How this skill works

The skill wraps API operations in an exponential-backoff loop that retries on 429 and 5xx errors, adding random jitter to spread retry attempts. It supports deterministic idempotency keys derived from operation parameters so retries do not create duplicate effects.
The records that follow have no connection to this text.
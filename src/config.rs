//! Server configuration from environment variables.
//!
//! `HOST` (default `0.0.0.0`), `PORT` (default `8080`) and `INACTIVITY_HOURS` (default `12`).
//! Values that fail to parse fall back to the default.

use std::time::Duration;

#[derive(Clone, Debug, Eq, PartialEq)]
pub struct ServerConfig {
    pub host: String,
    pub port: u16,
    /// Tournaments not accessed for this long are dropped.
    pub inactivity_timeout: Duration,
}

fn default_host() -> String {
    "0.0.0.0".to_string()
}

fn default_port() -> u16 {
    8080
}

fn default_inactivity_hours() -> u64 {
    12
}

impl Default for ServerConfig {
    fn default() -> Self {
        Self {
            host: default_host(),
            port: default_port(),
            inactivity_timeout: Duration::from_secs(default_inactivity_hours() * 3600),
        }
    }
}

impl ServerConfig {
    pub fn from_env() -> Self {
        Self::from_lookup(|key| std::env::var(key).ok())
    }

    /// Build from any key lookup (the environment in production, a map in tests).
    pub fn from_lookup<F>(lookup: F) -> Self
    where
        F: Fn(&str) -> Option<String>,
    {
        let host = lookup("HOST")
            .map(|h| h.trim().to_string())
            .filter(|h| !h.is_empty())
            .unwrap_or_else(default_host);
        let port = parse_or("PORT", lookup("PORT"), default_port());
        let hours = parse_or("INACTIVITY_HOURS", lookup("INACTIVITY_HOURS"), default_inactivity_hours());
        let secs = hours.checked_mul(3600).unwrap_or_else(|| {
            log::warn!(
                "INACTIVITY_HOURS={} is out of range, using {}",
                hours,
                default_inactivity_hours()
            );
            default_inactivity_hours() * 3600
        });
        Self {
            host,
            port,
            inactivity_timeout: Duration::from_secs(secs),
        }
    }
}

fn parse_or<T: std::str::FromStr + std::fmt::Display>(key: &str, raw: Option<String>, default: T) -> T {
    match raw {
        None => default,
        Some(v) => v.trim().parse().unwrap_or_else(|_| {
            log::warn!("Ignoring invalid {}={:?}, using {}", key, v, default);
            default
        }),
    }
}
It also reads rate-limit headers (X-RateLimit-*, Retry-After) and optionally gates requests through a queue to enforce concurrency and interval caps.

When to use it

  • Handling Exa 429 responses or intermittent 5xx errors
  • Implementing safe retry logic for operations with side effects
  • Ensuring requests are idempotent across retries and client restarts
  • Throttling high-throughput applications to stay within tier limits
  • Scheduling backoff when Retry-After or reset headers indicate wait time

Best practices

  • Honor Retry-After and X-RateLimit-Reset values before applying backoff
  • Use deterministic idempotency keys for stateful operations (hash operation + params)
  • Add jitter to exponential backoff to avoid synchronized retries
  • Combine a request queue (concurrency + intervalCap) with header monitoring
  • Log retry attempts and remaining quota to detect usage spikes early

Example use cases

  • A job runner that retries failed Exa API calls with exponential backoff and idempotency keys to avoid duplicate jobs
  • An interactive app that reads X-RateLimit-Remaining and temporarily throttles UI-triggered requests when quota is low
  • A batch uploader that uses a PQueue-style queue to cap requests per second and spread bursts
  • A webhook consumer that respects Retry-After headers and automatically reschedules processing
  • A monitoring agent that updates internal counters from X-RateLimit-* headers and alerts before limits are reached

FAQ

What errors trigger retries?

Retry on 429 (rate limited) and server errors (5xx). Do not retry on client errors (4xx) other than 429 unless the operation is known safe.

How should I generate idempotency keys?

Create a deterministic hash (e.g., SHA-256) of the operation name and canonicalized parameters. Allow passing an explicit key for controlled retry attempts.